#### [Directions for this task]
Your output should be each line from the material below that has the word "ratings".

□ □ □

//! Capacity-aware synthetic dataset generation.
//!
//! Extends the basic baseline: each person's current capacity per skill is
//! derived from the mean of their scorer ratings, and a bounded random
//! subset of improvable skills is marked as targets with incremented
//! targeted-capacity values.

use rand::Rng;

use crate::error::{GenerateError, GenerateResult};
use crate::models::{CellValue, WideRecord};
use crate::schema::{Schema, SkillField};

use super::{generate_baseline, generate_timeseries, GenerateParams};

/// Generate a baseline wide table with derived capacities.
///
/// For each person:
///
/// 1. current_capacity per skill = the rounded mean of that person's
///    per-scorer scores, jittered uniformly in [mean-1, mean+1]. The jitter
///    window is deliberately not clamped to the score range, so a value one
///    above score_max can occur; consumers must tolerate it.
/// 2. A target count is drawn from [target_skills_min, target_skills_max]
///    and that many distinct skills are sampled from the pool of skills
///    whose current capacity is below score_max. A pool smaller than the
///    requested count is an error, not an infinite retry.
/// 3. Each chosen skill's targeted_capacity = current capacity plus a
///    uniform increment from [target_increment_min, target_increment_max],
///    clamped to score_max.
///
/// Capacity values are person-level: they are written into every one of the
/// person's scorer rows.
pub fn generate_capacity_baseline<R: Rng>(
    schema: &Schema,
    personnel: &[String],
    params: &GenerateParams,
    rng: &mut R,
) -> GenerateResult<Vec<WideRecord>> {
    let mut records = generate_baseline(schema, personnel, params, rng)?;

    // Column offsets per skill, resolved once.
    let mut score_cols = Vec::with_capacity(schema.skills().len());
    let mut current_cols = Vec::with_capacity(schema.skills().len());
    let mut targeted_cols = Vec::with_capacity(schema.skills().len());
    for (offset, (_, field)) in schema.columns().enumerate() {
        match field {
            SkillField::Score => score_cols.push(offset),
            SkillField::CurrentCapacity => current_cols.push(offset),
            SkillField::TargetedCapacity => targeted_cols.push(offset),
            _ => {}
        }
    }

    let rows_per_person = schema.scorers().len();
    for person_rows in records.chunks_mut(rows_per_person) {
        // (1) derive current capacity per skill from the scorer ratings
        let mut currents = Vec::with_capacity(schema.skills().len());
        for skill_idx in 0..schema.skills().len() {
            let score_col = score_cols[skill_idx];
            let sum: i64 = person_rows
                .iter()
                .filter_map(|row| row.values[score_col].as_int())
                .sum();
            let mean = (sum as f64 / person_rows.len() as f64).round() as i64;
            let current = rng.gen_range(mean - 1..=mean + 1);

            for row in person_rows.iter_mut() {
                row.values[current_cols[skill_idx]] = CellValue::Int(current);
            }
            currents.push(current);
        }

        // (2) pick distinct target skills from the improvable pool
        let eligible: Vec<usize> = (0..schema.skills().len())
            .filter(|idx| currents[*idx] < params.score_max)
            .collect();
        let requested = rng.gen_range(params.target_skills_min..=params.target_skills_max);
        if eligible.len() < requested {
            return Err(GenerateError::TargetPoolExhausted {
                eligible: eligible.len(),
                requested,
            });
        }
        let chosen = rand::seq::index::sample(rng, eligible.len(), requested);

        // (3) set targeted capacities, clamped to the ceiling
        for pick in chosen.iter() {
            let skill_idx = eligible[pick];
            let increment =
                rng.gen_range(params.target_increment_min..=params.target_increment_max);
            let targeted = (currents[skill_idx] + increment).min(params.score_max);

            for row in person_rows.iter_mut() {
                row.values[targeted_cols[skill_idx]] = CellValue::Int(targeted);
            }
        }
    }

    Ok(records)
}

/// Generate the full capacity-aware dataset: derived-capacity baseline plus
/// the standard progression time series.
pub fn generate_capacity_dataset<R: Rng>(
    schema: &Schema,
    personnel: &[String],
    params: &GenerateParams,
    rng: &mut R,
) -> GenerateResult<Vec<WideRecord>> {
    let baseline = generate_capacity_baseline(schema, personnel, params, rng)?;
    let series = generate_timeseries(schema, &baseline, params, rng);
    Ok(baseline.into_iter().chain(series).collect())
}

#[cfg(test)]
mod tests {
    use super::*;
    use rand::rngs::StdRng;
    use rand::SeedableRng;

    fn schema() -> Schema {
        Schema::new(
            &["A1", "B1", "C1", "D1", "E1", "F1", "G1", "H1"],
            &["Self", "PI", "DM", "ODK", "SO"],
        )
        .unwrap()
    }

    fn people() -> Vec<String> {
        vec!["Alice".into(), "Bob".into()]
    }

    fn column_offsets(schema: &Schema, field: SkillField) -> Vec<usize> {
        schema
            .columns()
            .enumerate()
            .filter(|(_, (_, f))| *f == field)
            .map(|(offset, _)| offset)
            .collect()
    }

    #[test]
    fn test_current_capacity_tracks_score_mean() {
        let schema = schema();
        let params = GenerateParams::default();
        let mut rng = StdRng::seed_from_u64(17);

        let baseline =
            generate_capacity_baseline(&schema, &people(), &params, &mut rng).unwrap();

        let score_cols = column_offsets(&schema, SkillField::Score);
        let current_cols = column_offsets(&schema, SkillField::CurrentCapacity);
        let rows_per_person = schema.scorers().len();

        for person_rows in baseline.chunks(rows_per_person) {
            for (skill_idx, (&score_col, &current_col)) in
                score_cols.iter().zip(&current_cols).enumerate()
            {
                let sum: i64 = person_rows
                    .iter()
                    .map(|r| r.values[score_col].as_int().unwrap())
                    .sum();
                let mean = (sum as f64 / rows_per_person as f64).round() as i64;

                let current = person_rows[0].values[current_col]
                    .as_int()
                    .unwrap_or_else(|| panic!("skill {skill_idx} missing current capacity"));
                assert!((current - mean).abs() <= 1);

                // person-level: identical across all scorer rows
                for row in person_rows {
                    assert_eq!(row.values[current_col].as_int(), Some(current));
                }
            }
        }
    }

    #[test]
    fn test_current_capacity_jitter_may_exceed_ceiling_by_one() {
        let schema = schema();
        let params = GenerateParams::default();
        let mut rng = StdRng::seed_from_u64(23);
        let baseline =
            generate_capacity_baseline(&schema, &people(), &params, &mut rng).unwrap();

        let current_cols = column_offsets(&schema, SkillField::CurrentCapacity);
        for row in &baseline {
            for &col in &current_cols {
                let current = row.values[col].as_int().unwrap();
                // Unclamped jitter window: at most one past either bound.
                assert!(current >= params.score_min - 1);
                assert!(current <= params.score_max + 1);
            }
        }
    }

    #[test]
    fn test_target_selection_bounds_and_values() {
        let schema = schema();
        let params = GenerateParams::default();
        let mut rng = StdRng::seed_from_u64(29);
        let baseline =
            generate_capacity_baseline(&schema, &people(), &params, &mut rng).unwrap();

        let current_cols = column_offsets(&schema, SkillField::CurrentCapacity);
        let targeted_cols = column_offsets(&schema, SkillField::TargetedCapacity);
        let rows_per_person = schema.scorers().len();

        for person_rows in baseline.chunks(rows_per_person) {
            let representative = &person_rows[0];
            let mut targeted_count = 0;

            for (&current_col, &targeted_col) in current_cols.iter().zip(&targeted_cols) {
                let current = representative.values[current_col].as_int().unwrap();
                match representative.values[targeted_col].as_int() {
                    Some(targeted) => {
                        targeted_count += 1;
                        // only improvable skills get targets
                        assert!(current < params.score_max);
                        assert!(targeted > current);
                        assert!(targeted <= params.score_max);
                        // person-level
                        for row in person_rows {
                            assert_eq!(row.values[targeted_col].as_int(), Some(targeted));
                        }
                    }
                    None => assert!(representative.values[targeted_col].is_empty()),
                }
            }

            assert!(targeted_count >= params.target_skills_min);
            assert!(targeted_count <= params.target_skills_max);
        }
    }

    #[test]
    fn test_target_pool_exhaustion_is_an_error() {
        // Only 2 skills exist but at least 5 targets are requested.
        let schema = Schema::new(&["A1", "B1"], &["Self", "PI"]).unwrap();
        let params = GenerateParams {
            target_skills_min: 5,
            target_skills_max: 5,
            ..GenerateParams::default()
        };
        let mut rng = StdRng::seed_from_u64(1);

        let err =
            generate_capacity_baseline(&schema, &people(), &params, &mut rng).unwrap_err();
        assert!(matches!(
            err,
            GenerateError::TargetPoolExhausted { requested: 5, .. }
        ));
    }

    #[test]
    fn test_capacity_dataset_shape() {
        let schema = schema();
        let params = GenerateParams::default();
        let mut rng = StdRng::seed_from_u64(5);

        let dataset = generate_capacity_dataset(&schema, &people(), &params, &mut rng).unwrap();
        assert_eq!(dataset.len(), 40); // 10 baseline + 3 x 10 periods

        // capacities survive the time series untouched
        let current_cols = column_offsets(&schema, SkillField::CurrentCapacity);
        let rows_per_period = 10;
        for (period_row, base_row) in dataset[rows_per_period..]
            .iter()
            .zip(dataset[..rows_per_period].iter().cycle())
        {
            for &col in &current_cols {
                assert_eq!(period_row.values[col], base_row.values[col]);
            }
        }
    }

    #[test]
    fn test_seeded_runs_are_reproducible() {
        let schema = schema();
        let params = GenerateParams::default();
        let a = generate_capacity_dataset(&schema, &people(), &params, &mut StdRng::seed_from_u64(8))
            .unwrap();
        let b = generate_capacity_dataset(&schema, &people(), &params, &mut StdRng::seed_from_u64(8))
            .unwrap();
        assert_eq!(a, b);
    }
}
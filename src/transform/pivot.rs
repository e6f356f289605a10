//! Tidy-to-skill pivot transform.
//!
//! Re-pivots tidy observations into a skill-keyed table carrying only the
//! paired capacity values per (skill, date, person):
//!
//! ```text
//! Tidy input                                Skill output
//! ┌───────────────────────────────────┐     ┌──────────────────────────────┐
//! │ A1 2019-09-01 Alice current_cap 3 │  →  │ A1 2019-09-01 Alice  3  4    │
//! │ A1 2019-09-01 Alice targeted_cap 4│     └──────────────────────────────┘
//! │ A1 2019-09-01 Alice score 2       │       (scorer-attributed rows drop)
//! └───────────────────────────────────┘
//! ```
//!
//! Scorer-attributed fields are declared in configuration but have no
//! defined output shape; requesting them fails fast instead of producing
//! misleading partial output.

use crate::error::{TransformError, TransformResult};
use crate::models::{CellValue, SkillRecord, TidyRecord};
use crate::schema::SkillField;

/// In-progress skill record, keyed by the first unseen composite triple.
struct Pending {
    skill: String,
    date: chrono::NaiveDate,
    person: String,
    current: Option<CellValue>,
    targeted: Option<CellValue>,
}

/// Pivot tidy observations into skill records.
///
/// Rows are scanned in (skill, date, person) order. Rows repeating the last
/// emitted record's composite key are dropped entirely, not merged. A record
/// is appended only once both capacity values have been observed for its
/// key; an observed-but-empty value counts as observed and is carried as
/// [`CellValue::Empty`]. The result is re-sorted by (skill, date, person).
pub fn tidy_to_skill(
    records: &[TidyRecord],
    include_scorer_fields: bool,
) -> TransformResult<Vec<SkillRecord>> {
    if include_scorer_fields {
        return Err(TransformError::ScorerFieldsUnsupported);
    }

    let mut sorted: Vec<&TidyRecord> = records.iter().collect();
    sorted.sort_by(|a, b| (&a.skill, a.date, &a.person).cmp(&(&b.skill, b.date, &b.person)));

    let mut out: Vec<SkillRecord> = Vec::new();
    let mut pending: Option<Pending> = None;

    for row in sorted {
        // Later occurrences of an already-emitted key are dropped.
        if let Some(last) = out.last() {
            if last.key() == (row.skill.as_str(), row.date, row.person.as_str()) {
                continue;
            }
        }

        let entry = pending.get_or_insert_with(|| Pending {
            skill: row.skill.clone(),
            date: row.date,
            person: row.person.clone(),
            current: None,
            targeted: None,
        });

        match row.field {
            SkillField::CurrentCapacity => entry.current = Some(row.value.clone()),
            SkillField::TargetedCapacity => entry.targeted = Some(row.value.clone()),
            // Scorer-attributed observations are excluded from the skill table.
            _ => continue,
        }

        if entry.current.is_some() && entry.targeted.is_some() {
            if let Some(Pending {
                skill,
                date,
                person,
                current: Some(current_capacity),
                targeted: Some(targeted_capacity),
            }) = pending.take()
            {
                out.push(SkillRecord {
                    skill,
                    date,
                    person,
                    current_capacity,
                    targeted_capacity,
                });
            }
        }
    }

    out.sort_by(|a, b| a.key().cmp(&b.key()));
    Ok(out)
}
use embedded_storage::nor_flash::NorFlashErrorKind;

#[derive(Debug, Clone, PartialEq, Eq, thiserror::Error)]
pub enum CleanError {
    /// The dump does not reach the end of the DFU settings block
    #[error("dump ends at {available:#07x}; need up to {required:#07x} for DFU settings")]
    InputTooShort { available: usize, required: usize },

    /// Neither bank record has a nonzero image size
    #[error("could not derive app length from DFU settings: both banks report size 0")]
    NoValidAppSize,

    /// A requested slice reaches past the end of the source dump
    #[error("requested slice {start:#07x}-{end:#07x}, but dump stops at {dump_len:#07x}")]
    SegmentOutOfBounds {
        start: usize,
        end: usize,
        dump_len: usize,
    },

    /// A requested slice does not fit in the cleaned image
    #[error("clean target smaller than slice {start:#07x}-{end:#07x} (size {target_size:#07x})")]
    SegmentExceedsTarget {
        start: usize,
        end: usize,
        target_size: usize,
    },

    /// A length given on the command line is not an integer
    #[error("invalid length '{value}'")]
    InvalidLengthArgument { value: String },

    /// Reading the settings block from flash failed
    #[error("flash read failed: {0:?}")]
    Flash(NorFlashErrorKind),
}
//! Create a cleaned firmware dump containing only the static flash sections.

use anyhow::{Context, Result};
use clap::Parser;
use std::io::Write;
use std::path::{Path, PathBuf};

use nrf_dump_clean::{clean_dump, default_output_path, parse_length, CleanOptions};

#[derive(Parser)]
#[command(name = "clean_dump")]
#[command(version, about = "Create a cleaned firmware dump containing only the static flash sections")]
struct Cli {
    /// Dirty flash dump to clean
    dump: PathBuf,

    /// Override application size (hex or decimal); default is the DFU settings value
    #[arg(long, value_name = "LENGTH", value_parser = length)]
    app_size: Option<u32>,

    /// Explicit path for the cleaned dump (default: <dump>_cleaned.bin)
    #[arg(short, long)]
    output: Option<PathBuf>,

    /// Size of the cleaned image (hex or decimal); default is the size of the dump
    #[arg(long, value_name = "LENGTH", value_parser = length)]
    total_size: Option<u32>,
}

fn length(value: &str) -> Result<u32, String> {
    parse_length(value).map_err(|e| e.to_string())
}

/// Write through a temporary file in the same directory, so a failed run
/// leaves no partial output behind
fn write_atomically(path: &Path, bytes: &[u8]) -> Result<()> {
    let dir = match path.parent() {
        Some(parent) if !parent.as_os_str().is_empty() => parent,
        _ => Path::new("."),
    };

    let mut file = tempfile::NamedTempFile::new_in(dir)
        .with_context(|| format!("Failed to create temporary file in {}", dir.display()))?;
    file.write_all(bytes)
        .context("Failed to write cleaned dump")?;
    file.persist(path)
        .with_context(|| format!("Failed to move cleaned dump to {}", path.display()))?;

    Ok(())
}

fn main() -> Result<()> {
    tracing_subscriber::fmt()
        .with_env_filter(
            tracing_subscriber::EnvFilter::try_from_default_env()
                .unwrap_or_else(|_| "nrf_dump_clean=info".into()),
        )
        .with_writer(std::io::stderr)
        .init();

    let cli = Cli::parse();

    let dump = std::fs::read(&cli.dump)
        .with_context(|| format!("Failed to read dump {}", cli.dump.display()))?;

    let options = CleanOptions {
        app_size: cli.app_size,
        total_size: cli.total_size.map(|size| size as usize),
        ..CleanOptions::default()
    };

    let report = clean_dump(&dump, &options)?;

    let output_path = cli
        .output
        .unwrap_or_else(|| default_output_path(&cli.dump));
    write_atomically(&output_path, &report.image)?;

    println!(
        "Wrote cleaned dump to {} ({} bytes)",
        output_path.display(),
        report.image.len()
    );

    Ok(())
}
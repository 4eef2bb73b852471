use core::ops::Range;
use embedded_storage::nor_flash::{ErrorType, NorFlashError, NorFlashErrorKind, ReadNorFlash};

/// Read-only flash backed by a raw memory dump.
///
/// Byte `n` of the dump is flash address `n`.
pub struct DumpFlash<'a> {
    bytes: &'a [u8],
}

impl<'a> DumpFlash<'a> {
    pub fn new(bytes: &'a [u8]) -> Self {
        Self { bytes }
    }

    pub fn as_bytes(&self) -> &'a [u8] {
        self.bytes
    }

    fn validate_read_operation(&self, offset: u32, length: usize) -> Result<Range<usize>, DumpFlashError> {
        let offset = offset as usize;
        match offset.checked_add(length) {
            Some(end) if end <= self.bytes.len() => Ok(offset..end),
            _ => Err(DumpFlashError::OutOfBounds),
        }
    }
}

#[derive(Debug, Clone, PartialEq, Eq)]
pub enum DumpFlashError {
    OutOfBounds,
}

impl NorFlashError for DumpFlashError {
    fn kind(&self) -> NorFlashErrorKind {
        match self {
            DumpFlashError::OutOfBounds => NorFlashErrorKind::OutOfBounds,
        }
    }
}

impl ErrorType for DumpFlash<'_> {
    type Error = DumpFlashError;
}

impl ReadNorFlash for DumpFlash<'_> {
    const READ_SIZE: usize = 1;

    fn read(&mut self, offset: u32, bytes: &mut [u8]) -> Result<(), Self::Error> {
        let range = self.validate_read_operation(offset, bytes.len())?;

        bytes.copy_from_slice(&self.bytes[range]);

        Ok(())
    }

    fn capacity(&self) -> usize {
        self.bytes.len()
    }
}
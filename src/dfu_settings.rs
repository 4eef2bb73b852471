//! Bank records of the nRF secure bootloader's DFU settings page.
//!
//! The settings block starts with a crc, version words and the application /
//! bootloader versions; the two bank descriptors follow at offsets 24 and 36.
//! Each descriptor is three little-endian words: image size, image crc and
//! bank code.

use embedded_storage::nor_flash::{NorFlashError, ReadNorFlash};

use crate::dump_flash::DumpFlash;
use crate::layout::FlashLayout;
use crate::CleanError;

/// The bank holds a valid application image
pub const BANK_VALID_APP: u32 = 0x0000_0001;

pub const BANK_RECORD_SIZE: usize = 12;

#[derive(Debug, Clone, Copy, PartialEq, Eq, Default)]
pub struct BankRecord {
    pub image_size: u32,
    pub image_crc: u32,
    pub bank_code: u32,
}

impl BankRecord {
    pub fn from_le_bytes(bytes: [u8; BANK_RECORD_SIZE]) -> Self {
        let word = |i: usize| u32::from_le_bytes([bytes[i], bytes[i + 1], bytes[i + 2], bytes[i + 3]]);

        Self {
            image_size: word(0),
            image_crc: word(4),
            bank_code: word(8),
        }
    }

    pub fn to_le_bytes(&self) -> [u8; BANK_RECORD_SIZE] {
        let mut bytes = [0; BANK_RECORD_SIZE];
        bytes[0..4].copy_from_slice(&self.image_size.to_le_bytes());
        bytes[4..8].copy_from_slice(&self.image_crc.to_le_bytes());
        bytes[8..12].copy_from_slice(&self.bank_code.to_le_bytes());
        bytes
    }

    pub fn is_valid_app(&self) -> bool {
        self.image_size != 0 && (self.bank_code & BANK_VALID_APP) != 0
    }
}

/// The bank the application size was taken from
#[derive(Debug, Clone, Copy, PartialEq, Eq)]
pub struct SelectedBank {
    pub index: usize,
    pub record: BankRecord,
    /// No bank had the valid-app bit set; this is merely the first nonzero size
    pub fallback: bool,
}

#[derive(Debug, Clone, Copy, PartialEq, Eq)]
pub struct DfuSettings {
    pub banks: [BankRecord; 2],
}

impl DfuSettings {
    pub fn read<F: ReadNorFlash>(flash: &mut F, layout: &FlashLayout) -> Result<Self, CleanError> {
        let required = layout.settings_end();
        let available = flash.capacity();

        if available < required {
            return Err(CleanError::InputTooShort {
                available,
                required,
            });
        }

        let mut banks = [BankRecord::default(); 2];
        for (bank, offset) in banks.iter_mut().zip(layout.bank_offsets) {
            let mut bytes = [0; BANK_RECORD_SIZE];
            flash
                .read((layout.settings_offset + offset) as u32, &mut bytes)
                .map_err(|e| CleanError::Flash(e.kind()))?;

            *bank = BankRecord::from_le_bytes(bytes);
        }

        log::debug!("bank0: {:x?}", banks[0]);
        log::debug!("bank1: {:x?}", banks[1]);

        Ok(Self { banks })
    }

    /// Pick the bank that describes the installed application.
    ///
    /// A bank with a nonzero size and the valid-app bit wins; otherwise the
    /// first bank with a nonzero size is used.
    pub fn app_bank(&self) -> Result<SelectedBank, CleanError> {
        let flagged = self
            .banks
            .iter()
            .enumerate()
            .find(|(_, bank)| bank.is_valid_app())
            .map(|(index, record)| SelectedBank {
                index,
                record: *record,
                fallback: false,
            });

        let selected = flagged.or_else(|| {
            self.banks
                .iter()
                .enumerate()
                .find(|(_, bank)| bank.image_size != 0)
                .map(|(index, record)| SelectedBank {
                    index,
                    record: *record,
                    fallback: true,
                })
        });

        selected.ok_or(CleanError::NoValidAppSize)
    }

    pub fn app_size(&self) -> Result<u32, CleanError> {
        self.app_bank().map(|bank| bank.record.image_size)
    }
}

/// Derive the application size from the DFU settings stored in `dump`
pub fn detect_app_size(dump: &[u8]) -> Result<u32, CleanError> {
    detect_app_size_with_layout(dump, &FlashLayout::default())
}

pub fn detect_app_size_with_layout(dump: &[u8], layout: &FlashLayout) -> Result<u32, CleanError> {
    let mut flash = DumpFlash::new(dump);
    let settings = DfuSettings::read(&mut flash, layout)?;
    let bank = settings.app_bank()?;

    if bank.fallback {
        log::warn!(
            "no bank is flagged as a valid app; falling back to bank{} (size {:#x})",
            bank.index,
            bank.record.image_size
        );
    } else {
        log::info!(
            "application size {:#x} from bank{}",
            bank.record.image_size,
            bank.index
        );
    }

    Ok(bank.record.image_size)
}
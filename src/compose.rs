use crate::layout::Segment;
use crate::CleanError;

/// The value erased flash reads as
pub const ERASED: u8 = 0xFF;

fn validate(dump_len: usize, target_size: usize, segment: &Segment) -> Result<(), CleanError> {
    let Segment { start, end } = *segment;

    if end > dump_len || start > end {
        return Err(CleanError::SegmentOutOfBounds {
            start,
            end,
            dump_len,
        });
    }

    if end > target_size {
        return Err(CleanError::SegmentExceedsTarget {
            start,
            end,
            target_size,
        });
    }

    Ok(())
}

/// Copy `segments` of `dump` into an otherwise erased image.
///
/// The image is `total_size` bytes long, or as long as the dump when `None`.
/// Every segment is checked before anything is allocated; on error no image
/// is produced. Overlapping segments are copied in order, so the later one
/// wins.
pub fn build_clean_image(
    dump: &[u8],
    segments: &[Segment],
    total_size: Option<usize>,
) -> Result<Vec<u8>, CleanError> {
    let size = total_size.unwrap_or(dump.len());

    for (i, segment) in segments.iter().enumerate() {
        validate(dump.len(), size, segment)?;

        for earlier in &segments[..i] {
            if earlier.overlaps(segment) {
                log::warn!("segment {} overlaps {}; the later one wins", segment, earlier);
            }
        }
    }

    let mut cleaned = vec![ERASED; size];

    for segment in segments {
        log::debug!("copying {} ({:#x} bytes)", segment, segment.len());
        cleaned[segment.range()].copy_from_slice(&dump[segment.range()]);
    }

    Ok(cleaned)
}

#[cfg(test)]
mod test {
    use super::*;
    use crate::layout::FlashLayout;

    /// Every byte is derived from its address, so misplaced copies show up
    fn patterned_dump(len: usize) -> Vec<u8> {
        (0..len).map(|i| (i ^ (i >> 8) ^ (i >> 16)) as u8).collect()
    }

    #[test]
    fn uncovered_bytes_are_erased() {
        let dump = vec![0x00; 0x100];
        let segments = [Segment::new(0x10, 0x20), Segment::new(0x80, 0x90)];

        let cleaned = build_clean_image(&dump, &segments, None).unwrap();

        assert_eq!(cleaned.len(), 0x100);
        for (address, byte) in cleaned.iter().enumerate() {
            let covered = segments.iter().any(|s| s.range().contains(&address));
            assert_eq!(*byte, if covered { 0x00 } else { ERASED }, "at {:#x}", address);
        }
    }

    #[test]
    fn segments_are_reproduced() {
        let dump = patterned_dump(0x80000);
        let segments = FlashLayout::default().segments(0x1_2345);

        let cleaned = build_clean_image(&dump, &segments, None).unwrap();

        assert_eq!(cleaned.len(), dump.len());
        for segment in &segments {
            assert_eq!(cleaned[segment.range()], dump[segment.range()]);
        }
        assert!(cleaned[0x23000 + 0x1_2345..0x73000].iter().all(|b| *b == ERASED));
    }

    #[test]
    fn source_too_short() {
        let dump = vec![0u8; 0x100];

        assert_eq!(
            build_clean_image(&dump, &[Segment::new(0x80, 0x101)], None),
            Err(CleanError::SegmentOutOfBounds {
                start: 0x80,
                end: 0x101,
                dump_len: 0x100,
            })
        );
    }

    #[test]
    fn target_too_small() {
        let dump = vec![0u8; 0x100];

        assert_eq!(
            build_clean_image(&dump, &[Segment::new(0x0, 0x40), Segment::new(0x40, 0x80)], Some(0x60)),
            Err(CleanError::SegmentExceedsTarget {
                start: 0x40,
                end: 0x80,
                target_size: 0x60,
            })
        );
    }

    #[test]
    fn source_is_checked_before_target() {
        let dump = vec![0u8; 0x100];

        assert!(matches!(
            build_clean_image(&dump, &[Segment::new(0x0, 0x200)], Some(0x10)),
            Err(CleanError::SegmentOutOfBounds { .. })
        ));
    }

    #[test]
    fn larger_target_is_padded() {
        let dump = vec![0x5A; 0x40];

        let cleaned = build_clean_image(&dump, &[Segment::new(0x0, 0x40)], Some(0x100)).unwrap();

        assert_eq!(cleaned[..0x40], [0x5A; 0x40]);
        assert!(cleaned[0x40..].iter().all(|b| *b == ERASED));
    }

    #[test]
    fn later_segment_wins_on_overlap() {
        let dump = patterned_dump(0x100);

        let cleaned =
            build_clean_image(&dump, &[Segment::new(0x0, 0x80), Segment::new(0x40, 0xC0)], None)
                .unwrap();

        assert_eq!(cleaned[..0xC0], dump[..0xC0]);
        assert!(cleaned[0xC0..].iter().all(|b| *b == ERASED));
    }

    #[test]
    fn reversed_segment_is_rejected() {
        let dump = vec![0u8; 0x100];

        assert!(matches!(
            build_clean_image(&dump, &[Segment::new(0x80, 0x40)], None),
            Err(CleanError::SegmentOutOfBounds { .. })
        ));
    }

    #[test]
    fn empty_segment_list() {
        let dump = vec![0u8; 0x20];

        assert_eq!(build_clean_image(&dump, &[], None).unwrap(), vec![ERASED; 0x20]);
    }
}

□ □ □

#### [Response to this task]
//! derived from the mean of their scorer ratings, and a bounded random
        // (1) derive current capacity per skill from the scorer ratings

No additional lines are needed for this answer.